**** Material for this exercise
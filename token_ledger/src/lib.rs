//! # Token Ledger
//!
//! Per-integration player token balances with atomic earn and spend.
//!
//! Game studios register an *integration*, attach *players* to it, and move
//! opaque integer *tokens* (e.g. `RACKDOG`) in and out of each player's
//! balances. A spend that would drive a balance negative is rejected as one
//! atomic step, so concurrent callers can never overdraw a balance.
//!
//! ## Architecture
//!
//! - **Integration registry**: upsert/lookup of integrations
//! - **Player registry**: players scoped per integration, alias sets
//! - **Balance ledger**: atomic credits/debits plus a transaction journal
//! - **Store façade** ([`LedgerStore`]): validation and existence checks in
//!   front of a pluggable [`LedgerRepository`](ledger::LedgerRepository)
//!
//! Two backends ship with the crate: [`MemoryLedger`](ledger::MemoryLedger)
//! and the SQLite-backed [`SqlLedger`](db::SqlLedger).
//!
//! ## Core Modules
//!
//! - [`ledger`]: Models, errors, the store façade and the in-memory backend
//! - [`db`]: SQLite pool, schema and SQL backend
//! - [`config`]: Environment-driven backend selection
//!
//! ## Example
//!
//! ```
//! use token_ledger::{LedgerError, LedgerStore};
//!
//! # #[tokio::main]
//! # async fn main() {
//! let store = LedgerStore::in_memory();
//! store.register_integration("g1", "Ghost Ops", "co1").await.unwrap();
//! store.register_player("g1", "p1", None).await.unwrap();
//! store.earn("g1", "p1", "RACKDOG", 60, "signup").await.unwrap();
//!
//! let err = store.spend("g1", "p1", "RACKDOG", 1000, "cheat").await.unwrap_err();
//! assert!(matches!(err, LedgerError::InsufficientFunds { .. }));
//! # }
//! ```

/// Environment-driven configuration.
pub mod config;

/// SQLite persistence.
pub mod db;

/// Ledger models, errors, store façade and in-memory backend.
pub mod ledger;

pub use config::{ConfigError, LedgerConfig, StorageBackend};
pub use ledger::{
    EntryDirection, ErrorKind, Integration, LedgerEntry, LedgerError, LedgerResult, LedgerStore,
    Metadata, Player,
};
//! Ledger module providing per-integration player token balances.
//!
//! This module implements:
//! - Integration registry (upsert by id)
//! - Player registry scoped per integration, with alias merging
//! - Atomic earn/spend postings that never drive a balance negative
//! - A transaction journal written in the same step as each posting
//! - Interchangeable storage backends behind [`LedgerRepository`]
//!
//! ## Example
//!
//! ```
//! use token_ledger::ledger::{LedgerError, LedgerStore};
//!
//! # #[tokio::main]
//! # async fn main() -> Result<(), LedgerError> {
//! let store = LedgerStore::in_memory();
//! store.register_integration("g1", "Ghost Ops", "co1").await?;
//! store.register_player("g1", "p1", Some("Neo")).await?;
//!
//! store.earn("g1", "p1", "RACKDOG", 100, "signup").await?;
//! let player = store.spend("g1", "p1", "RACKDOG", 40, "skin").await?;
//! assert_eq!(player.balance("RACKDOG"), 60);
//! # Ok(())
//! # }
//! ```

pub mod errors;
pub mod memory;
pub mod models;
pub mod repository;
pub mod requests;
pub mod store;
pub mod timeouts;

pub use errors::{ErrorKind, LedgerError, LedgerResult};
pub use memory::MemoryLedger;
pub use models::{EntryDirection, Integration, LedgerEntry, Metadata, Player, Token};
pub use repository::{LedgerRepository, Posting};
pub use requests::{EarnRequest, RegisterIntegrationRequest, RegisterPlayerRequest, SpendRequest};
pub use store::LedgerStore;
********
**Directions**
Each record must be duplicated exactly, with none missing.

**Written answer**
filename token_ledger/src/lib.rs
//! # Token Ledger
//!
//! Per-integration player token balances with atomic earn and spend.
//!
//! Game studios register an *integration*, attach *players* to it, and move
//! opaque integer *tokens* (e.g. `RACKDOG`) in and out of each player's
//! balances. A spend that would drive a balance negative is rejected as one
//! atomic step, so concurrent callers can never overdraw a balance.
//!
//! ## Architecture
//!
//! - **Integration registry**: upsert/lookup of integrations
//! - **Player registry**: players scoped per integration, alias sets
//! - **Balance ledger**: atomic credits/debits plus a transaction journal
//! - **Store façade** ([`LedgerStore`]): validation and existence checks in
//!   front of a pluggable [`LedgerRepository`](ledger::LedgerRepository)
//!
//! Two backends ship with the crate: [`MemoryLedger`](ledger::MemoryLedger)
//! and the SQLite-backed [`SqlLedger`](db::SqlLedger).
//!
//! ## Core Modules
//!
//! - [`ledger`]: Models, errors, the store façade and the in-memory backend
//! - [`db`]: SQLite pool, schema and SQL backend
//! - [`config`]: Environment-driven backend selection
//!
//! ## Example
//!
//! ```
//! use token_ledger::{LedgerError, LedgerStore};
//!
//! # #[tokio::main]
//! # async fn main() {
//! let store = LedgerStore::in_memory();
//! store.register_integration("g1", "Ghost Ops", "co1").await.unwrap();
//! store.register_player("g1", "p1", None).await.unwrap();
//! store.earn("g1", "p1", "RACKDOG", 60, "signup").await.unwrap();
//!
//! let err = store.spend("g1", "p1", "RACKDOG", 1000, "cheat").await.unwrap_err();
//! assert!(matches!(err, LedgerError::InsufficientFunds { .. }));
//! # }
//! ```

/// Environment-driven configuration.
pub mod config;

/// SQLite persistence.
pub mod db;

/// Ledger models, errors, store façade and in-memory backend.
pub mod ledger;

pub use config::{ConfigError, LedgerConfig, StorageBackend};
pub use ledger::{
    EntryDirection, ErrorKind, Integration, LedgerEntry, LedgerError, LedgerResult, LedgerStore,
    Metadata, Player,
};
//! Ledger module providing per-integration player token balances.
//!
//! This module implements:
//! - Integration registry (upsert by id)
//! - Player registry scoped per integration, with alias merging
//! - Atomic earn/spend postings that never drive a balance negative
//! - A transaction journal written in the same step as each posting
//! - Interchangeable storage backends behind [`LedgerRepository`]
//!
//! ## Example
//!
//! ```
//! use token_ledger::ledger::{LedgerError, LedgerStore};
//!
//! # #[tokio::main]
//! # async fn main() -> Result<(), LedgerError> {
//! let store = LedgerStore::in_memory();
//! store.register_integration("g1", "Ghost Ops", "co1").await?;
//! store.register_player("g1", "p1", Some("Neo")).await?;
//!
//! store.earn("g1", "p1", "RACKDOG", 100, "signup").await?;
//! let player = store.spend("g1", "p1", "RACKDOG", 40, "skin").await?;
//! assert_eq!(player.balance("RACKDOG"), 60);
//! # Ok(())
//! # }
//! ```

pub mod errors;
pub mod memory;
pub mod models;
pub mod repository;
pub mod requests;
pub mod store;
pub mod timeouts;

pub use errors::{ErrorKind, LedgerError, LedgerResult};
pub use memory::MemoryLedger;
pub use models::{EntryDirection, Integration, LedgerEntry, Metadata, Player, Token};
pub use repository::{LedgerRepository, Posting};
pub use requests::{EarnRequest, RegisterIntegrationRequest, RegisterPlayerRequest, SpendRequest};
pub use store::LedgerStore;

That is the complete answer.